After a friend read my piece on seeing the Rolling Stones on the band’s now-no-longer-forthcoming No Filter tour, she admitted to me that she had tickets for the show in Detroit. The explanation was simple. She’d never seen the band. She knew that if she didn’t act now she’d not be likely to ever see the band. (An issue on their side, not hers.)
Clearly, a sensible approach. After all, there are lots of things that people go see because they are Important Things. The Grand Canyon. The Liberty Bell. The Empire State Building. The sorts of things that one might check off the proverbial bucket list. Things that are interesting. Impressive. Or just there.
But here we are, in the midst of a situation wherein we are not going to see the seniors, the hole, the broken clanger, or King Kong’s perch. The list may still exist. The things in question still exist. But for now they are outside of our ken because we are all inside.
We are not going to be going to clubs and bars to hear music because those clubs and bars are closed.
And given the razor-thin margins that places like those operate on, when we are able to go back they might not be there for us to go back to.

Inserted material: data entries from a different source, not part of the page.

//! The chain state keeper: the single serialization point of a chain.
//!
//! `ChainStateKeeper` owns the head of one chain in a versioned cell and
//! persists rows through an `EventLog`. `commit()` is a compare-and-swap:
//! inside one critical section it checks the expected head, appends the row
//! and only then advances the head. A failed append leaves the head where
//! it was, and the head never names a row that is not in the log.
//!
//! Row reads go straight to the log. `len` reads the head version, so a
//! reader never sees a row the head does not cover yet.

use std::sync::{Mutex, MutexGuard};

use tracing::{debug, info, warn};

use chainlog_contracts::{
    error::{ChainlogError, ChainlogResult},
    event::{AuditEvent, ChainId, CommittedEvent, EventId},
};
use chainlog_core::{
    chain::{is_well_formed_hash, verify_event_hash},
    traits::{ChainStore, CommitOutcome, EventLog, EventStream, HeadState},
};

// ── Internal mutable state ────────────────────────────────────────────────────

/// The versioned head cell.
///
/// `version` counts committed rows, so it is also the position the next
/// commit must land on.
#[derive(Debug)]
struct HeadCell {
    hash: String,
    version: u64,
    /// Set when the last row could not be read on open. Commits are refused.
    damaged: Option<String>,
}

// ── Public keeper ─────────────────────────────────────────────────────────────

/// Compare-and-swap guardian of one chain's head over an append-only log.
///
/// # Thread safety
///
/// Any number of threads may call `commit()` concurrently through a shared
/// reference; the head mutex linearizes them. Row readers (`scan`, `get`)
/// only touch the log.
pub struct ChainStateKeeper<L: EventLog> {
    chain_id: ChainId,
    log: L,
    head: Mutex<HeadCell>,
}

impl<L: EventLog> ChainStateKeeper<L> {
    /// Open a keeper over an existing (possibly empty) log.
    ///
    /// The head is recovered from the most recently committed row, or set to
    /// `AuditEvent::GENESIS_HASH` when the log is empty.
    ///
    /// When the last row cannot be decoded the keeper still opens, so the
    /// damage can be verified and reported. The head then names the last
    /// readable row, the length still counts the damaged rows, and every
    /// commit fails with `Storage`.
    pub fn open(chain_id: ChainId, log: L) -> ChainlogResult<Self> {
        let len = log.len()?;
        let (hash, damaged) = match len.checked_sub(1) {
            None => (AuditEvent::GENESIS_HASH.to_string(), None),
            Some(last) => match log.read(last) {
                Ok(Some(event)) => (event.event_hash, None),
                Ok(None) => {
                    return Err(ChainlogError::storage(format!(
                        "log reports {} rows but row {} is missing",
                        len, last
                    )))
                }
                Err(ChainlogError::CorruptRecord { position, reason }) => {
                    warn!(
                        chain_id = %chain_id,
                        position,
                        reason = %reason,
                        "last row unreadable; chain opened without a trusted head"
                    );
                    let damage = format!("row {} is unreadable: {}", position, reason);
                    (last_readable_hash(&log, position)?, Some(damage))
                }
                Err(e) => return Err(e),
            },
        };

        info!(
            chain_id = %chain_id,
            events = len,
            head = %hash,
            damaged = damaged.is_some(),
            "chain keeper opened"
        );

        Ok(Self {
            chain_id,
            log,
            head: Mutex::new(HeadCell {
                hash,
                version: len,
                damaged,
            }),
        })
    }

    /// The underlying row log.
    pub fn log(&self) -> &L {
        &self.log
    }

    fn lock_head(&self) -> ChainlogResult<MutexGuard<'_, HeadCell>> {
        self.head
            .lock()
            .map_err(|e| ChainlogError::storage(format!("chain head lock poisoned: {}", e)))
    }
}

impl<L: EventLog> ChainStore for ChainStateKeeper<L> {
    fn chain_id(&self) -> &ChainId {
        &self.chain_id
    }

    fn head_state(&self) -> ChainlogResult<HeadState> {
        let head = self.lock_head()?;
        Ok(HeadState {
            hash: head.hash.clone(),
            len: head.version,
        })
    }

    /// Append `candidate` if the live head still equals
    /// `expected_previous_head`.
    ///
    /// Structural checks on the candidate run before the head lock is taken
    /// so a malformed event never holds up other writers.
    fn commit(
        &self,
        candidate: AuditEvent,
        expected_previous_head: &str,
    ) -> ChainlogResult<CommitOutcome> {
        if candidate.previous_hash != expected_previous_head {
            return Err(ChainlogError::validation(format!(
                "candidate {} links to {} but expected head is {}",
                candidate.id, candidate.previous_hash, expected_previous_head
            )));
        }
        if !is_well_formed_hash(&candidate.event_hash) || !verify_event_hash(&candidate) {
            return Err(ChainlogError::validation(format!(
                "candidate {} carries an event_hash that does not match its fields",
                candidate.id
            )));
        }

        let mut head = self.lock_head()?;

        if let Some(damage) = &head.damaged {
            return Err(ChainlogError::storage(format!(
                "chain '{}' refuses commits: {}",
                self.chain_id, damage
            )));
        }

        if head.hash != expected_previous_head {
            debug!(
                chain_id = %self.chain_id,
                event_id = %candidate.id,
                expected = %expected_previous_head,
                live = %head.hash,
                "commit conflict"
            );
            return Ok(CommitOutcome::Conflict {
                live_head: head.hash.clone(),
            });
        }

        if self.log.position_of_id(&candidate.id)?.is_some() {
            return Err(ChainlogError::validation(format!(
                "event id {} already exists in chain '{}'",
                candidate.id, self.chain_id
            )));
        }

        let rows = self.log.len()?;
        if rows != head.version {
            return Err(ChainlogError::storage(format!(
                "row log holds {} rows but head covers {}; refusing to commit",
                rows, head.version
            )));
        }

        // The row must be durable before the head may point at it.
        let position = self.log.append(&candidate)?;

        head.hash = candidate.event_hash.clone();
        head.version = position + 1;

        debug!(
            chain_id = %self.chain_id,
            event_id = %candidate.id,
            position,
            head = %head.hash,
            "commit succeeded"
        );

        Ok(CommitOutcome::Committed(CommittedEvent {
            position,
            event: candidate,
        }))
    }

    fn len(&self) -> ChainlogResult<u64> {
        Ok(self.lock_head()?.version)
    }

    fn scan(&self, from: u64, to: u64) -> EventStream<'_> {
        self.log.scan(from, to)
    }

    fn get(&self, id: &EventId) -> ChainlogResult<Option<CommittedEvent>> {
        let Some(position) = self.log.position_of_id(id)? else {
            return Ok(None);
        };
        Ok(self
            .log
            .read(position)?
            .map(|event| CommittedEvent { position, event }))
    }

    fn position_of_hash(&self, hash: &str) -> ChainlogResult<Option<u64>> {
        self.log.position_of_hash(hash)
    }
}

/// `event_hash` of the last decodable row before `before`, or genesis.
fn last_readable_hash<L: EventLog>(log: &L, before: u64) -> ChainlogResult<String> {
    for position in (0..before).rev() {
        match log.read(position) {
            Ok(Some(event)) => return Ok(event.event_hash),
            Ok(None) | Err(ChainlogError::CorruptRecord { .. }) => continue,
            Err(e) => return Err(e),
        }
    }
    Ok(AuditEvent::GENESIS_HASH.to_string())
}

What’s more, if we think about musicians that performed in those venues, economics are brutal and so they’re going to be in a tougher place than the one they were in before the virus—and that previous one was not in the least bit easy. Many of those people are going to have to give up on their barely paying gigs to try to get another day job.
Music is changed. Perhaps, but let’s hope otherwise, irreparably. Sure, the big acts will be able to coast for a while on the revenues they’ve accumulated, but even they are largely making it only on touring, and to the extend that the tours are on hold, that’s a problem that they may face, as well.
There is another consideration.
Once the stay-at-home advisories are lifted, once we can go back to routines, will we?
Will you shake a stranger’s hand? Will you give an acquaintance a hug?
Will you go to a small crowded club or a large crowded stadium, where the social distancing is a matter of inches rather than six feet?
Or will you decide that it is not worth the risk?
Two things strike me about this. One is that the opportunities that we didn’t take—like seeing the Stones earlier—may turn into regrets.
The other is that when we come out of this we need to do the things that we sorta think we might be interested. Otherwise, we may learn that we can’t.
And when we’re on the other side of this, support those clubs. Support those bars. Support those musicians. Tip the wait staff. Buy the merch.
Time isn’t on our side. Make the most of it when you can.
Rock and roll can change your life. But you’ve got to go out to get it.